En France, à la veille de 1914, quelques esprits clairvoyants, Joseph Caillaux, Jean Jaurès ou le maréchal Lyautey, avaient compris qu’une guerre franco-allemande serait un suicide pour l’Europe. Ils furent impuissants devant la marée des passions. Ajoutons cependant à la décharge des hommes de 1914 qu’ils ignoraient ce que serait cette guerre. À Paris, Londres, Vienne, Berlin ou Petrograd, tous croyaient qu’elle serait courte et profitable à leurs pays respectifs. Personne n’avait imaginé l’épouvante de cette “guerre du matériel”, cadeau mortel fait aux peuples d’Europe par le « progrès », celui des armes, des sciences, des techniques, de la démocratie et de l’économie.

Nous savons depuis longtemps que Caillaux, Jaurès et Lyautey avaient vu juste. Mais nous savons aussi que leur lucidité fut impuissante contre la fatalité, car c’est bien de cela dont il s’est agi. Rétrospectivement, l’idée même de cette fatalité, ajoutée au sentiment de l’inutilité de cette guerre et des souffrances immenses imposées à nos pères, voilà ce qui nous submerge d’un poids accablant.

Plus que tout autre, ce conflit échappe à la rationalité et cela nous est insupportable. Certes, comme le fait notre dossier, il est possible d’analyser les causes et les responsabilités de la guerre. Mais l’identification des causes n’explique pas le caractère fatal de l’événement.

Plus réalistes que nous ne le sommes, les Anciens savaient que la guerre n’appartient pas à la volonté des hommes. Derrière le choc des armes, ils voyaient l’intervention des dieux, c’est-à-dire du destin. Homère n’interprète pas autrement la guerre de Troie qui, en son temps, fut peut-être plus cruelle et dévastatrice encore que notre Grande Guerre. L’Iliade, poème fondateur de l’esprit européen, ne dissimule rien des atrocités ni des souffrances de l’interminable conflit.
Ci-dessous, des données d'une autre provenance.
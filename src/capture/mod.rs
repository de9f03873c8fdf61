//! The capture pipeline: validate, prepare, rasterize, encode, download.
//!
//! [`CaptureOrchestrator`] runs the steps in order and owns the observable
//! state. The individual steps are public so hosts can compose their own
//! flow, e.g. encoding a surface they rasterized themselves.

pub mod download;
pub mod encode;
pub mod orchestrator;
pub mod prepare;
pub mod state;
pub mod validate;

pub use download::{screenshot_filename, DirectoryDownloader, Downloader, MemoryDownloader};
pub use encode::encode;
pub use orchestrator::CaptureOrchestrator;
pub use prepare::{prepare, StyleGuard};
pub use state::{GenerationState, Status};
pub use validate::{validate, InvalidReason};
Mais, par la grâce de la poésie et de la pensée tragique, l’ampleur du drame, transfigure la condition périssable des acteurs, les faisant accéder à l’éternité des héros.
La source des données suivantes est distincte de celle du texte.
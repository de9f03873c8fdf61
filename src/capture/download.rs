//! Persisting encoded captures.

use std::path::{Component, Path, PathBuf};
use std::sync::Mutex;

use async_trait::async_trait;
use chrono::{DateTime, Utc};

use crate::{Blob, Error, ImageFormat, Result};

/// Subject used in filenames when none is configured.
pub const DEFAULT_SUBJECT: &str = "dm";

/// Saves an encoded capture under a filename.
#[async_trait]
pub trait Downloader: Send + Sync {
    async fn download(&self, blob: &Blob, filename: &str) -> Result<()>;
}

/// Writes captures into a directory.
///
/// Data goes to a hidden `.{name}.part` file first and is renamed into
/// place once complete, so a reader never sees a partial image.
#[derive(Debug, Clone)]
pub struct DirectoryDownloader {
    dir: PathBuf,
}

impl DirectoryDownloader {
    pub fn new(dir: impl Into<PathBuf>) -> Self {
        Self { dir: dir.into() }
    }

    pub fn dir(&self) -> &Path {
        &self.dir
    }

    /// Final path for `filename` inside the target directory.
    pub fn path_for(&self, filename: &str) -> Result<PathBuf> {
        let mut components = Path::new(filename).components();
        match (components.next(), components.next()) {
            (Some(Component::Normal(name)), None) if !filename.contains(['/', '\\']) => {
                Ok(self.dir.join(name))
            }
            _ => Err(Error::Other(format!("invalid download filename '{}'", filename))),
        }
    }
}

/// Removes the transient file unless it was committed.
struct PartFile {
    path: PathBuf,
    committed: bool,
}

impl Drop for PartFile {
    fn drop(&mut self) {
        if !self.committed {
            let _ = std::fs::remove_file(&self.path);
        }
    }
}

#[async_trait]
impl Downloader for DirectoryDownloader {
    async fn download(&self, blob: &Blob, filename: &str) -> Result<()> {
        let target = self.path_for(filename)?;
        if blob.is_empty() {
            return Err(Error::Other("nothing to download".into()));
        }

        tokio::fs::create_dir_all(&self.dir)
            .await
            .map_err(|e| Error::Other(format!("{}: {}", self.dir.display(), e)))?;

        let mut part = PartFile {
            path: self.dir.join(format!(".{}.part", filename)),
            committed: false,
        };
        tokio::fs::write(&part.path, &blob.bytes)
            .await
            .map_err(|e| Error::Other(format!("{}: {}", part.path.display(), e)))?;
        tokio::fs::rename(&part.path, &target)
            .await
            .map_err(|e| Error::Other(format!("{}: {}", target.display(), e)))?;
        part.committed = true;

        log::info!("saved {} ({} bytes)", target.display(), blob.len());
        Ok(())
    }
}

/// Keeps downloads in memory, for embedding hosts that take the bytes
/// themselves.
#[derive(Debug, Default)]
pub struct MemoryDownloader {
    files: Mutex<Vec<(String, Blob)>>,
}

impl MemoryDownloader {
    pub fn new() -> Self {
        Self::default()
    }

    /// Downloaded `(filename, blob)` pairs in order.
    pub fn files(&self) -> Vec<(String, Blob)> {
        match self.files.lock() {
            Ok(files) => files.clone(),
            Err(poisoned) => poisoned.into_inner().clone(),
        }
    }
}

#[async_trait]
impl Downloader for MemoryDownloader {
    async fn download(&self, blob: &Blob, filename: &str) -> Result<()> {
        self.files
            .lock()
            .map_err(|_| Error::Other("download list poisoned".into()))?
            .push((filename.to_string(), blob.clone()));
        Ok(())
    }
}

/// Filename for a capture taken now.
pub fn screenshot_filename(subject: Option<&str>, format: ImageFormat) -> String {
    screenshot_filename_at(subject, format, Utc::now())
}

/// `{subject}-dm-screenshot-{YYYY-MM-DDTHH-MM-SS}.{ext}` with the UTC time
/// of `at`.
pub fn screenshot_filename_at(subject: Option<&str>, format: ImageFormat, at: DateTime<Utc>) -> String {
    format!(
        "{}-dm-screenshot-{}.{}",
        sanitize_subject(subject),
        at.format("%Y-%m-%dT%H-%M-%S"),
        format.extension()
    )
}

fn sanitize_subject(subject: Option<&str>) -> String {
    let cleaned: String = subject
        .unwrap_or_default()
        .trim()
        .chars()
        .map(|c| if c.is_whitespace() { '-' } else { c })
        .filter(|c| c.is_ascii_alphanumeric() || *c == '-' || *c == '_')
        .collect();
    let cleaned = cleaned.trim_matches('-');
    if cleaned.is_empty() {
        DEFAULT_SUBJECT.to_string()
    } else {
        cleaned.to_string()
    }
}

#[cfg(test)]
mod tests {
    use super::*;
    use chrono::TimeZone;

    #[test]
    fn filename_format() {
        let at = Utc.with_ymd_and_hms(2024, 3, 9, 7, 5, 1).unwrap();
        assert_eq!(
            screenshot_filename_at(Some("instagram"), ImageFormat::Png, at),
            "instagram-dm-screenshot-2024-03-09T07-05-01.png"
        );
        assert_eq!(
            screenshot_filename_at(None, ImageFormat::Jpeg, at),
            "dm-dm-screenshot-2024-03-09T07-05-01.jpeg"
        );
        assert_eq!(
            screenshot_filename_at(Some(" Jane Doe/../x "), ImageFormat::Webp, at),
            "Jane-Doex-dm-screenshot-2024-03-09T07-05-01.webp"
        );
    }

    #[test]
    fn rejects_paths() {
        let d = DirectoryDownloader::new("/tmp/out");
        assert!(d.path_for("a.png").is_ok());
        assert!(d.path_for("../a.png").is_err());
        assert!(d.path_for("sub/a.png").is_err());
        assert!(d.path_for("..").is_err());
        assert!(d.path_for("").is_err());
    }

    #[tokio::test]
    async fn writes_file_without_leftovers() {
        let dir = tempfile::tempdir().unwrap();
        let d = DirectoryDownloader::new(dir.path().join("shots"));
        let blob = Blob::new("image/png", vec![1, 2, 3]);
        d.download(&blob, "x.png").await.unwrap();

        let names: Vec<String> = std::fs::read_dir(d.dir())
            .unwrap()
            .map(|e| e.unwrap().file_name().to_string_lossy().into_owned())
            .collect();
        assert_eq!(names, vec!["x.png".to_string()]);
        assert_eq!(std::fs::read(d.dir().join("x.png")).unwrap(), vec![1, 2, 3]);
    }

    #[tokio::test]
    async fn failed_rename_removes_part_file() {
        let dir = tempfile::tempdir().unwrap();
        // a directory in the way makes the rename fail
        std::fs::create_dir(dir.path().join("taken.png")).unwrap();
        std::fs::write(dir.path().join("taken.png").join("keep"), b"k").unwrap();
        let d = DirectoryDownloader::new(dir.path());
        let blob = Blob::new("image/png", vec![9]);
        assert!(d.download(&blob, "taken.png").await.is_err());
        assert!(!dir.path().join(".taken.png.part").exists());
    }

    #[tokio::test]
    async fn memory_downloader_collects() {
        let d = MemoryDownloader::new();
        d.download(&Blob::new("image/png", vec![1]), "a.png").await.unwrap();
        assert_eq!(d.files().len(), 1);
        assert_eq!(d.files()[0].0, "a.png");
    }
}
Les combattants de 14-18 n’ont pas eu la chance de voir l’immensité de leur drame traduite dans une Iliade. Et pourtant, la grandeur tragique de ce qu’ils ont vécu les a éternisés. En dépit de son bas utilitarisme, notre époque en reste saisie.
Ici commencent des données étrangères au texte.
//! Resource loading for images referenced by a captured subtree.
//!
//! `data:` URLs are decoded in-process, `file:` URLs are read from disk and
//! `http(s):` URLs are fetched with `reqwest` when the `remote` feature is
//! enabled. Every fetch runs in CORS mode: a cross-origin response must be
//! allowed by its `Access-Control-Allow-Origin` header, otherwise the resource
//! is refused instead of tainting the output.

use async_trait::async_trait;
use base64::{engine::general_purpose::STANDARD, Engine as _};
use url::Url;

use crate::{Error, Result};

/// A single resource fetch.
#[derive(Debug, Clone, PartialEq, Eq)]
pub struct ResourceRequest {
    /// Absolute URL after resolution against the document base
    pub url: String,
    /// Serialized origin of the requesting document, if it has one
    pub origin: Option<String>,
}

impl ResourceRequest {
    /// Resolve `src` against an optional document base URL.
    pub fn resolve(src: &str, base: Option<&Url>) -> Result<Self> {
        let src = src.trim();
        let url = match Url::parse(src) {
            Ok(u) => u,
            Err(url::ParseError::RelativeUrlWithoutBase) => match base {
                Some(b) => b
                    .join(src)
                    .map_err(|e| Error::Resource(format!("{}: {}", src, e)))?,
                None => {
                    return Err(Error::Resource(format!(
                        "{}: relative URL without a document base",
                        src
                    )))
                }
            },
            Err(e) => return Err(Error::Resource(format!("{}: {}", src, e))),
        };
        let origin = base
            .map(|b| b.origin())
            .filter(|o| o.is_tuple())
            .map(|o| o.ascii_serialization());
        Ok(Self {
            url: url.to_string(),
            origin,
        })
    }

    /// True when the request leaves the document's origin.
    pub fn is_cross_origin(&self) -> bool {
        let Some(origin) = &self.origin else {
            return true;
        };
        match Url::parse(&self.url) {
            Ok(u) => u.origin().ascii_serialization() != *origin,
            Err(_) => true,
        }
    }
}

/// Fetches raw resource bytes for the rasterizer.
#[async_trait]
pub trait ResourceLoader: Send + Sync {
    async fn load(&self, request: &ResourceRequest) -> Result<Vec<u8>>;
}

/// Loader handling `data:`, `file:` and (with `remote`) `http(s):` URLs.
pub struct DefaultResourceLoader {
    #[cfg(feature = "remote")]
    client: reqwest::Client,
}

impl DefaultResourceLoader {
    pub fn new() -> Result<Self> {
        #[cfg(feature = "remote")]
        {
            let client = reqwest::Client::builder()
                .build()
                .map_err(|e| Error::Config(format!("Failed to build HTTP client: {}", e)))?;
            Ok(Self { client })
        }
        #[cfg(not(feature = "remote"))]
        {
            Ok(Self {})
        }
    }

    #[cfg(feature = "remote")]
    async fn fetch_http(&self, request: &ResourceRequest) -> Result<Vec<u8>> {
        let mut req = self.client.get(&request.url);
        let cross_origin = request.is_cross_origin();
        if cross_origin {
            if let Some(origin) = &request.origin {
                req = req.header("Origin", origin.as_str());
            }
        }
        let resp = req
            .send()
            .await
            .map_err(|e| Error::Resource(format!("{}: {}", request.url, e)))?
            .error_for_status()
            .map_err(|e| Error::Resource(format!("{}: {}", request.url, e)))?;

        if cross_origin {
            let allowed = resp
                .headers()
                .get("access-control-allow-origin")
                .and_then(|v| v.to_str().ok())
                .map(|v| v.trim() == "*" || Some(v.trim()) == request.origin.as_deref())
                .unwrap_or(false);
            if !allowed {
                return Err(Error::Resource(format!(
                    "{}: blocked by CORS policy (no matching Access-Control-Allow-Origin)",
                    request.url
                )));
            }
        }

        let body = resp
            .bytes()
            .await
            .map_err(|e| Error::Resource(format!("{}: {}", request.url, e)))?;
        Ok(body.to_vec())
    }
}

#[async_trait]
impl ResourceLoader for DefaultResourceLoader {
    async fn load(&self, request: &ResourceRequest) -> Result<Vec<u8>> {
        let url = Url::parse(&request.url)
            .map_err(|e| Error::Resource(format!("{}: {}", request.url, e)))?;
        match url.scheme() {
            "data" => decode_data_url(&request.url),
            "file" => {
                let path = url
                    .to_file_path()
                    .map_err(|_| Error::Resource(format!("{}: not a local path", request.url)))?;
                tokio::fs::read(&path)
                    .await
                    .map_err(|e| Error::Resource(format!("{}: {}", path.display(), e)))
            }
            #[cfg(feature = "remote")]
            "http" | "https" => self.fetch_http(request).await,
            other => Err(Error::Resource(format!(
                "{}: unsupported scheme '{}'",
                request.url, other
            ))),
        }
    }
}

/// Decode the payload of a `data:` URL (base64 or plain).
pub fn decode_data_url(data_url: &str) -> Result<Vec<u8>> {
    let rest = data_url
        .strip_prefix("data:")
        .ok_or_else(|| Error::Resource("not a data URL".into()))?;
    let (meta, payload) = rest
        .split_once(',')
        .ok_or_else(|| Error::Resource("malformed data URL".into()))?;
    if meta.split(';').any(|p| p.eq_ignore_ascii_case("base64")) {
        // whitespace is legal inside data URLs pasted from editors
        let compact: String = payload.chars().filter(|c| !c.is_whitespace()).collect();
        STANDARD
            .decode(compact.as_bytes())
            .map_err(|e| Error::Resource(format!("invalid base64 in data URL: {}", e)))
    } else {
        Ok(payload.as_bytes().to_vec())
    }
}

/// Build a `data:` URL for a byte buffer.
pub fn encode_data_url(mime_type: &str, bytes: &[u8]) -> String {
    format!("data:{};base64,{}", mime_type, STANDARD.encode(bytes))
}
Le soldat est toujours envoyé à la mort pour des objectifs en apparence dérisoires, quelques arpents de neige en pays lointain ou quelques mètres de tranchée bientôt repris. Jamais le soldat n’est juge de l’utilité de son sacrifice. Il obéit par devoir et pour de ne pas flancher devant les camarades. C’est justement parce qu’il est voué au “service inutile” que son destin est associé à la beauté tragique.

Mais si la mort du soldat est « inutile », au moins a-t-elle un sens, ce qui n’est pas accordé à beaucoup de vies.

Gardons-nous donc d’oublier le souvenir des souffrances endurées par les soldats de 1914 et par leurs familles, mais préférons l’admiration qui élève à la pitié qui détruit. Critiquons cette guerre pour ses conséquences funestes, mais honorons chez nos pères un courage que, provisoirement, nous n’avons plus.